Dataset entries:
=====

/*
 * Copyright 2025 Security Union LLC
 *
 * Licensed under either of
 *
 * * Apache License, Version 2.0
 *   (http://www.apache.org/licenses/LICENSE-2.0)
 * * MIT license
 *   (http://opensource.org/licenses/MIT)
 *
 * at your option.
 */

//! Authorization URL construction and authorization code → token exchange.

use serde::Deserialize;
use url::Url;

use crate::error::AuthError;
use crate::http::HttpFetcher;
use crate::secret::SecretString;

use super::pkce;

/// Query parameters of an authorization request.
pub struct AuthorizationParams<'a> {
    pub client_id: &'a str,
    pub redirect_uri: &'a str,
    pub scopes: &'a [String],
    pub state: &'a str,
    pub nonce: &'a str,
    pub code_challenge: &'a str,
    pub extra: &'a [(String, String)],
}

/// Build the authorization URL. Parameters are URL-encoded; `extra` pairs are
/// appended last.
pub fn build_authorization_url(
    authorization_endpoint: &str,
    params: &AuthorizationParams<'_>,
) -> Result<Url, AuthError> {
    let mut url = Url::parse(authorization_endpoint).map_err(|e| {
        AuthError::Discovery(format!(
            "invalid authorization_endpoint {authorization_endpoint:?}: {e}"
        ))
    })?;

    {
        let mut pairs = url.query_pairs_mut();
        pairs.append_pair("response_type", "code");
        pairs.append_pair("client_id", params.client_id);
        pairs.append_pair("redirect_uri", params.redirect_uri);
        pairs.append_pair("scope", &params.scopes.join(" "));
        pairs.append_pair("state", params.state);
        pairs.append_pair("nonce", params.nonce);
        pairs.append_pair("code_challenge", params.code_challenge);
        pairs.append_pair("code_challenge_method", pkce::METHOD);
        for (k, v) in params.extra {
            pairs.append_pair(k, v);
        }
    }

    Ok(url)
}

#[derive(Deserialize)]
struct TokenEndpointResponse {
    access_token: String,
    #[serde(default)]
    id_token: Option<String>,
    #[serde(default)]
    refresh_token: Option<String>,
    #[serde(default)]
    expires_in: Option<i64>,
}

/// Tokens returned by the provider's token endpoint.
#[derive(Debug, Clone)]
pub struct TokenSet {
    pub access_token: SecretString,
    pub id_token: Option<SecretString>,
    pub refresh_token: Option<SecretString>,
    pub expires_in: Option<i64>,
}

/// Exchange an authorization code at `token_endpoint`.
///
/// `client_secret` is only sent for confidential clients.
#[allow(clippy::too_many_arguments)]
pub async fn exchange_code(
    fetcher: &dyn HttpFetcher,
    token_endpoint: &str,
    client_id: &str,
    client_secret: Option<&str>,
    code: &str,
    code_verifier: &str,
    redirect_uri: &str,
) -> Result<TokenSet, AuthError> {
    let mut form = vec![
        ("grant_type", "authorization_code"),
        ("code", code),
        ("redirect_uri", redirect_uri),
        ("client_id", client_id),
        ("code_verifier", code_verifier),
    ];
    if let Some(secret) = client_secret {
        form.push(("client_secret", secret));
    }

    let body = fetcher.post_form(token_endpoint, &form).await.map_err(|e| {
        tracing::warn!(token_endpoint, "authorization code exchange failed: {e}");
        AuthError::CodeExchange(e.to_string())
    })?;

    let resp: TokenEndpointResponse = serde_json::from_slice(&body)
        .map_err(|e| AuthError::CodeExchange(format!("malformed token response: {e}")))?;

    Ok(TokenSet {
        access_token: SecretString::from(resp.access_token),
        id_token: resp.id_token.map(SecretString::from),
        refresh_token: resp.refresh_token.map(SecretString::from),
        expires_in: resp.expires_in,
    })
}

=====

Read through the entries and copy each line in which "extra" appears.

■ Written response ■
    pub extra: &'a [(String, String)],
/// Build the authorization URL. Parameters are URL-encoded; `extra` pairs are
        for (k, v) in params.extra {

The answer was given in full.